The Vestini occupied an extensive territory south of the Gran Sasso massif, between present-day Abruzzo and Lazio. Their presence in the area dates back to the Bronze Age, eventually dominating much of central Abruzzo.
The sculpture’s style bears notable similarities to other Iron Age works, such as the Celtic Warrior of Hirschlanden or the Sardinian Nuragic sculptures of the Mont’e Prama giants, indicating intense cultural exchanges in central and southern Italy at the time. Moreover, the sculpture simultaneously exhibits Etruscan, Italic, Celtic, and Greco-Archaic styles, although it has its own specific characteristics.

The dedicatory inscription on the right pillar is in Southern Picene, one of the earliest written texts in this language. It has a length of 98 centimeters, without spaces between letters, with 33 characters read from right to left and from bottom to top:
ma kuprí koram Aninis raki Nevíi Pomp(uleo)íi (Aninis made this statue of King Nevius Pompuledius)
After decades of linguistic analysis, the inscription was deciphered in 2010 as a dedication from the sculptor to the represented character, identifying him as the powerful Vestini king Nevius Pompuledius or, equivalently, the legendary Numa Pompilius, the second king of Rome after Romulus, who reigned from 753 to 674 B.C.

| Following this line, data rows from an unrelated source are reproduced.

//! Dispatch domain errors
//!
//! Every failed operation surfaces as exactly one of these, with nothing
//! written: precondition checks run before the first write, and storage
//! errors roll the surrounding transaction back.

use thiserror::Error;

#[derive(Debug, Error)]
pub enum DispatchError {
    /// Empty selection, malformed input, unknown ids
    #[error("{0}")]
    Validation(String),

    #[error("{0} not found")]
    NotFound(String),

    /// Operation not allowed from the entity's current status
    #[error("{0}")]
    InvalidState(String),

    #[error("Cannot resolve zone for order {order_id} (client -> area -> zone chain is incomplete)")]
    ZoneUnresolved { order_id: i64 },

    #[error("Database error: {0}")]
    Database(#[from] sqlx::Error),
}

impl DispatchError {
    pub fn validation(message: impl Into<String>) -> Self {
        DispatchError::Validation(message.into())
    }

    pub fn invalid_state(message: impl Into<String>) -> Self {
        DispatchError::InvalidState(message.into())
    }

    /// Wire code carried in `ErrorResponse`
    pub const fn code(&self) -> &'static str {
        match self {
            DispatchError::Validation(_) => "INVALID_REQUEST",
            DispatchError::NotFound(_) => "NOT_FOUND",
            DispatchError::InvalidState(_) => "INVALID_STATE",
            DispatchError::ZoneUnresolved { .. } => "ZONE_UNRESOLVED",
            DispatchError::Database(_) => "DATABASE_ERROR",
        }
    }
}

pub type DispatchResult<T> = std::result::Result<T, DispatchError>;
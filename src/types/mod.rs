//! Type definitions

pub mod batch;
pub mod messages;
pub mod order;
pub mod reference;
pub mod route;
pub mod stop;

pub use batch::*;
pub use messages::*;
pub use order::*;
pub use reference::*;
pub use route::*;
pub use stop::*;
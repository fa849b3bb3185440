use rust_decimal::Decimal;

/// Drop cost for a stop in the same area as the previous stop
pub const SAME_ZONE_DROP_RATE: Decimal = Decimal::from_parts(250, 0, 0, false, 0);

/// Drop cost for a stop in a different area than the previous stop
pub const OTHER_ZONE_DROP_RATE: Decimal = Decimal::from_parts(500, 0, 0, false, 0);

/// Highest batch value an L300 is recommended for
pub const L300_MAX_VALUE: Decimal = Decimal::from_parts(150_000, 0, 0, false, 0);

pub const DEFAULT_DATABASE_MAX_CONNECTIONS: u32 = 10;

Nevius would have been the governor or monarch of the oppidum of Aufinum, and therefore, the work paid tribute to a figure of political and historical importance for the Vestini and the Romans. Its creation falls within the historical context of the last period of the Roman monarchy and the integration of the Vestini into Roman citizenship.
The Vestini slowly adopted the Latin language but retained their local identity until being fully assimilated by Rome around the 1st century B.C. Their legacy only persisted in the toponymy and Abruzzese culture, and in a handful of inscriptions.
Other findings in the necropolis provide additional information. In a pit near the warrior’s grave, a female torso carved in stone was found, possibly representing the deceased’s wife. Various objects of Etruscan and Italic bronze and ceramics were also recovered.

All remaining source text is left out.